As business executives have found in the past, however, government regulations enforced (or not) at the sole arbitrary discretion of agency bureaucrats is the stuff of which political pressure is made. It becomes an excellent tool to punish or reward companies according to the degree that they support the regime in power. This becomes even more likely if the regulatory process is made though executive dictates, rather than the legislative process.
An opinion piece in the Wall Street Journal for February 10 (“Obama Rewrites ObamaCare”) noted the impact of ObamaCare on businesses and employers’ warnings that “the new labor costs — and the onerous reporting and tax-enforcement rules — would damage job creation and the economy.”
The writer pointed out the obvious contradiction between the common assertion made by liberals that the healthcare law is not harmful to our economy and the administration’s concession, by providing its “transition relief” (people do not need “relief” from something that is beneficial), that ObamaCare is burdensome.
Observing that the Treasury Department stated, “As these limited transition rules take effect, we will consider whether it is necessary to further extend any of them beyond 2015,” the Journal writer noted that the law may be suspended indefinitely if the White House so decides.
And that, notes the article, is the real danger, insofar as maintaining the separation of powers is concerned:
Changing an unambiguous statutory mandate requires the approval of Congress, but then this President has often decided the law is whatever he says it is. His Administration’s cavalier notions about law enforcement are especially notable here for their bias for corporations over people.

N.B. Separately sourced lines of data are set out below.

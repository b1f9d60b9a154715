//! Per-session directory layout and lifecycle state.
//!
//! A session owns one directory tree under the evidence base directory:
//! per-domain result files, the merged evidence record, the custody log and
//! a reports directory for downstream collaborators. The context is owned by
//! the caller and passed explicitly; there is no global current session.

use std::fs;
use std::path::{Path, PathBuf};

use anyhow::{bail, Context, Result};
use chrono::Utc;
use log::info;
use serde::Serialize;

use crate::constants::{
    CUSTODY_LOG_NAME, EVIDENCE_FILE_NAME, EVIDENCE_ID_PREFIX, REPORTS_DIR_NAME, SESSION_DIR_PREFIX,
};
use crate::models::{Domain, EvidenceRecord};

#[derive(Debug, Clone)]
pub struct SessionContext {
    session_id: String,
    root: PathBuf,
}

/// Artifacts a front end may download from a session.
#[derive(Debug, Clone, Copy, PartialEq, Eq)]
pub enum ArtifactKind {
    Evidence,
    CustodyLog,
    DomainResult(Domain),
}

/// Lifecycle state derived from what is on disk. Purely a read.
#[derive(Debug, Clone, Serialize)]
pub struct SessionStatus {
    pub session_id: String,
    pub evidence_present: bool,
    pub sealed: bool,
    pub custody_log_present: bool,
    pub domains_collected: Vec<Domain>,
}

impl SessionContext {
    /// Create a fresh timestamped session directory with all subdirectories.
    ///
    /// Failure here is the fatal path: without a session directory no domain
    /// can produce a result.
    pub fn create(base_dir: &Path) -> Result<Self> {
        let session_id = Utc::now().format("%Y%m%d-%H%M%S").to_string();
        let root = base_dir.join(format!("{}{}", SESSION_DIR_PREFIX, session_id));

        fs::create_dir_all(&root).context(format!(
            "Failed to create session directory {}",
            root.display()
        ))?;
        for domain in Domain::ALL {
            fs::create_dir_all(root.join(domain.dir_name()))
                .context("Failed to create domain subdirectory")?;
        }
        fs::create_dir_all(root.join(REPORTS_DIR_NAME))
            .context("Failed to create reports subdirectory")?;

        info!("Session {} created at {}", session_id, root.display());
        Ok(Self { session_id, root })
    }

    /// Open an existing session directory, for verification and custody
    /// queries after the fact.
    pub fn open(root: &Path) -> Result<Self> {
        if !root.is_dir() {
            bail!("session directory {} does not exist", root.display());
        }
        let dir_name = root
            .file_name()
            .map(|n| n.to_string_lossy().to_string())
            .unwrap_or_default();
        let session_id = dir_name
            .strip_prefix(SESSION_DIR_PREFIX)
            .unwrap_or(&dir_name)
            .to_string();

        Ok(Self {
            session_id,
            root: root.to_path_buf(),
        })
    }

    pub fn session_id(&self) -> &str {
        &self.session_id
    }

    /// Evidence identifier registered with the custody ledger.
    pub fn evidence_id(&self) -> String {
        format!("{}{}", EVIDENCE_ID_PREFIX, self.session_id)
    }

    pub fn root(&self) -> &Path {
        &self.root
    }

    pub fn domain_dir(&self, domain: Domain) -> PathBuf {
        self.root.join(domain.dir_name())
    }

    pub fn evidence_file(&self) -> PathBuf {
        self.root.join(EVIDENCE_FILE_NAME)
    }

    pub fn custody_log(&self) -> PathBuf {
        self.root.join(CUSTODY_LOG_NAME)
    }

    pub fn reports_dir(&self) -> PathBuf {
        self.root.join(REPORTS_DIR_NAME)
    }

    /// Download pass-through for the front-end collaborator.
    pub fn artifact(&self, kind: ArtifactKind) -> PathBuf {
        match kind {
            ArtifactKind::Evidence => self.evidence_file(),
            ArtifactKind::CustodyLog => self.custody_log(),
            ArtifactKind::DomainResult(domain) => self
                .domain_dir(domain)
                .join(format!("{}_forensics.json", domain)),
        }
    }

    /// Derive the session's lifecycle state from what is on disk.
    pub fn status(&self) -> SessionStatus {
        let evidence_path = self.evidence_file();
        let evidence_present = evidence_path.is_file();

        let sealed = evidence_present
            && fs::read_to_string(&evidence_path)
                .ok()
                .and_then(|s| serde_json::from_str::<EvidenceRecord>(&s).ok())
                .map(|r| r.is_sealed())
                .unwrap_or(false);

        let domains_collected = Domain::ALL
            .iter()
            .copied()
            .filter(|d| self.artifact(ArtifactKind::DomainResult(*d)).is_file())
            .collect();

        SessionStatus {
            session_id: self.session_id.clone(),
            evidence_present,
            sealed,
            custody_log_present: self.custody_log().is_file(),
            domains_collected,
        }
    }
}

The White House has refused to suspend the individual insurance mandate, despite the harm caused to millions who are losing their previous coverage.
Megyn Kelly, on her February 10 Fox New program The Kelly Files, pointed out the obvious power grab that the latest IRS “relief” amounts to:
That is the government telling you, employers, “you will not fire a single person, you will not lay off a single person if you want to take advantage of our gift, and you have to certify under penalty of perjury to the IRS that you didn’t do that, that no layoff was due to Obamacare.”
As for how the government will determine an employer’s motivation for firing some employees, the rules apparently call for an employer to certify to the IRS — under penalty of perjury — that it had not reduced its workforce merely to qualify for the medium-employer exemption.
While this appears to place compliance under an honor system, it gives the government agents an open-ended enforcement tool to utilize whenever they decide to apply a little pressure. They may let an employer slide for years, then come back for an audit and rule that the management lied — and assess penalties against them.
As conservative blogger Bryan Preston (former communications director of the Republican Party of Texas) wrote recently:
Company officials will be trapped in a catch-22. They can lay off as many people as they want because of Obamacare. But because they’ll have to swear to the IRS that their decisions had nothing to do with Obamacare, they can’t speak publicly about what’s happening. What a great way to silence the people who are on the front lines of dealing with Obamacare’s horrific effects.